My attempts to Google this error message didn’t turn up much. I found a
blog post
about a similar-sounding error, but I wasn’t using Kubernetes, and changing the
proxy_buffers
settings in nginx (the recommended fix) didn’t seem to have any
effect.
So what was going on here?
I didn’t make much progress towards understanding this, until I came across the
httputil.DumpRequest()
method. When I used this method to log an incoming request in my main handler
method, I saw this:
PRI * HTTP/2.0
Connection: close
I’d never heard of the PRI method, but at least this was something easy enough to search for online. I found that this comes from the HTTP/2 “client connection preface”. The preface is sent by the client at the start of an HTTP/2 connection, and it begins with a fixed byte sequence consisting of:
PRI * HTTP/2.0\r\n\r\nSM\r\n\r\n
(where \r
and \n
indicate the carriage return and newline characters,
respectively).
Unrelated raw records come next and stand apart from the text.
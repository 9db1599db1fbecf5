//! Daily task selection.
//!
//! Pure functions over a [`ToDoList`] snapshot and [`Settings`]. Selection
//! keeps store order; [`sort_tasks`] is applied by presentation code only.

use std::cmp::Ordering;
use std::collections::BTreeMap;

use crate::config::Settings;
use crate::model::{Category, SortOption, Task, ToDoList};

/// Daily subset keyed by category name.
pub type DailyTasks = BTreeMap<String, Vec<Task>>;

/// Categories to work on today, each limited to its daily allocation.
///
/// Categories with a zero or unset limit, or without open tasks, are left
/// out. The result only depends on the inputs, so equal inputs give equal
/// output.
pub fn compute_daily_categories(list: &ToDoList, settings: &Settings) -> Vec<Category> {
    list.categories
        .iter()
        .filter_map(|category| {
            let limit = settings.category_limit(&category.name) as usize;
            if limit == 0 || category.tasks.is_empty() {
                return None;
            }
            Some(Category {
                name: category.name.clone(),
                color: category.color.clone(),
                tasks: category.tasks.iter().take(limit).cloned().collect(),
                completed_tasks: category.completed_tasks.clone(),
                shared: category.shared,
                shared_with: category.shared_with.clone(),
            })
        })
        .collect()
}

/// First `limit` incomplete tasks of every category, including empty
/// entries for categories without an allocation.
pub fn daily_task_subset(list: &ToDoList, settings: &Settings) -> DailyTasks {
    list.categories
        .iter()
        .map(|category| {
            let limit = settings.category_limit(&category.name) as usize;
            let tasks = category
                .tasks
                .iter()
                .filter(|task| !task.is_completed)
                .take(limit)
                .cloned()
                .collect();
            (category.name.clone(), tasks)
        })
        .collect()
}

/// Number of tasks the user is expected to finish today.
pub fn planned_total(daily: &[Category], settings: &Settings) -> u32 {
    let selected: usize = daily.iter().map(|category| category.tasks.len()).sum();
    (selected as u32).min(settings.daily_task_limit)
}

/// Order tasks for display.
pub fn sort_tasks(tasks: &mut [Task], option: SortOption) {
    match option {
        SortOption::Priority => tasks.sort_by(|left, right| right.priority.cmp(&left.priority)),
        SortOption::Deadline => tasks.sort_by(|left, right| match (left.deadline, right.deadline) {
            (Some(left), Some(right)) => left.cmp(&right),
            (Some(_), None) => Ordering::Less,
            (None, Some(_)) => Ordering::Greater,
            (None, None) => Ordering::Equal,
        }),
        SortOption::Shared => {
            tasks.sort_by(|left, right| right.shared_with.len().cmp(&left.shared_with.len()))
        }
    }
}

#[cfg(test)]
mod tests {
    use super::*;
    use chrono::{TimeZone, Utc};

    fn category_with(name: &str, count: usize) -> Category {
        let mut category = Category::named(name);
        for idx in 0..count {
            let mut task = Task::new(format!("{name}-{idx}"));
            task.assign_category(&category);
            category.tasks.push(task);
        }
        category
    }

    fn settings_with(limits: &[(&str, u32)], daily: u32) -> Settings {
        Settings {
            daily_task_limit: daily,
            category_limits: limits
                .iter()
                .map(|(name, limit)| (name.to_string(), *limit))
                .collect(),
            ..Settings::default()
        }
    }

    #[test]
    fn limits_tasks_per_category() {
        let list = ToDoList {
            categories: vec![category_with("Work", 3)],
        };
        let settings = settings_with(&[("Work", 2)], 2);

        let daily = compute_daily_categories(&list, &settings);
        assert_eq!(daily.len(), 1);
        assert_eq!(daily[0].tasks.len(), 2);
        assert_eq!(daily[0].tasks[0].name, "Work-0");
        assert_eq!(daily[0].tasks[1].name, "Work-1");
    }

    #[test]
    fn excludes_unset_zero_and_empty_categories() {
        let list = ToDoList {
            categories: vec![
                category_with("Work", 2),
                category_with("Home", 2),
                category_with("Garden", 0),
                category_with("Errands", 1),
            ],
        };
        let settings = settings_with(&[("Work", 1), ("Home", 0), ("Garden", 2)], 4);

        let daily = compute_daily_categories(&list, &settings);
        let names: Vec<&str> = daily.iter().map(|category| category.name.as_str()).collect();
        assert_eq!(names, vec!["Work"]);
    }

    #[test]
    fn selection_is_stable() {
        let list = ToDoList {
            categories: vec![category_with("Work", 4), category_with("Home", 2)],
        };
        let settings = settings_with(&[("Work", 2), ("Home", 1)], 3);
        assert_eq!(
            compute_daily_categories(&list, &settings),
            compute_daily_categories(&list, &settings)
        );
    }

    #[test]
    fn subset_keeps_every_category() {
        let list = ToDoList {
            categories: vec![category_with("Work", 3), category_with("Home", 1)],
        };
        let settings = settings_with(&[("Work", 2)], 2);

        let subset = daily_task_subset(&list, &settings);
        assert_eq!(subset["Work"].len(), 2);
        assert!(subset["Home"].is_empty());
    }

    #[test]
    fn planned_total_is_capped_by_daily_limit() {
        let list = ToDoList {
            categories: vec![category_with("Work", 3), category_with("Home", 3)],
        };
        let settings = settings_with(&[("Work", 3), ("Home", 3)], 4);
        let daily = compute_daily_categories(&list, &settings);
        assert_eq!(planned_total(&daily, &settings), 4);
    }

    #[test]
    fn sort_by_priority_descending() {
        let mut tasks = vec![
            Task::new("low").with_priority(1),
            Task::new("high").with_priority(5),
            Task::new("mid").with_priority(3),
        ];
        sort_tasks(&mut tasks, SortOption::Priority);
        let names: Vec<&str> = tasks.iter().map(|task| task.name.as_str()).collect();
        assert_eq!(names, vec!["high", "mid", "low"]);
    }

    #[test]
    fn sort_by_deadline_puts_missing_last() {
        let soon = Utc.with_ymd_and_hms(2025, 1, 2, 9, 0, 0).unwrap();
        let later = Utc.with_ymd_and_hms(2025, 3, 1, 9, 0, 0).unwrap();
        let mut tasks = vec![
            Task::new("none"),
            Task::new("later").with_deadline(later),
            Task::new("soon").with_deadline(soon),
        ];
        sort_tasks(&mut tasks, SortOption::Deadline);
        let names: Vec<&str> = tasks.iter().map(|task| task.name.as_str()).collect();
        assert_eq!(names, vec!["soon", "later", "none"]);
    }

    #[test]
    fn sort_by_shared_count_descending() {
        let mut tasks = vec![
            Task::new("solo"),
            Task::new("pair").shared_with(["Anna", "Ben"]),
            Task::new("one").shared_with(["Anna"]),
        ];
        sort_tasks(&mut tasks, SortOption::Shared);
        let names: Vec<&str> = tasks.iter().map(|task| task.name.as_str()).collect();
        assert_eq!(names, vec!["pair", "one", "solo"]);
    }
}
This byte sequence was specifically chosen to look like an
invalid HTTP/1.1 request, so that servers which don’t understand HTTP/2 will
error out right away.
But why did my Go service start treating this as a request in its own right?
HTTP/2 and Go
When I added the gRPC service on the same port as the rest of the web service, I
followed a technique mentioned in the grpc-go
documentation. It
comes down to a check that the incoming request is using HTTP/2 (as gRPC
is implemented using HTTP/2), and has a Content-Type
header whose value
begins with application/grpc
:
Unfortunately, I either skipped right over the previous paragraph in the documentation, or I simply forgot about it by the time I tried to move the TLS handling into the nginx reverse proxy:
The provided HTTP request must have arrived on an HTTP/2 connection. When using the Go standard library’s server, practically this means that the Request must also have arrived over TLS.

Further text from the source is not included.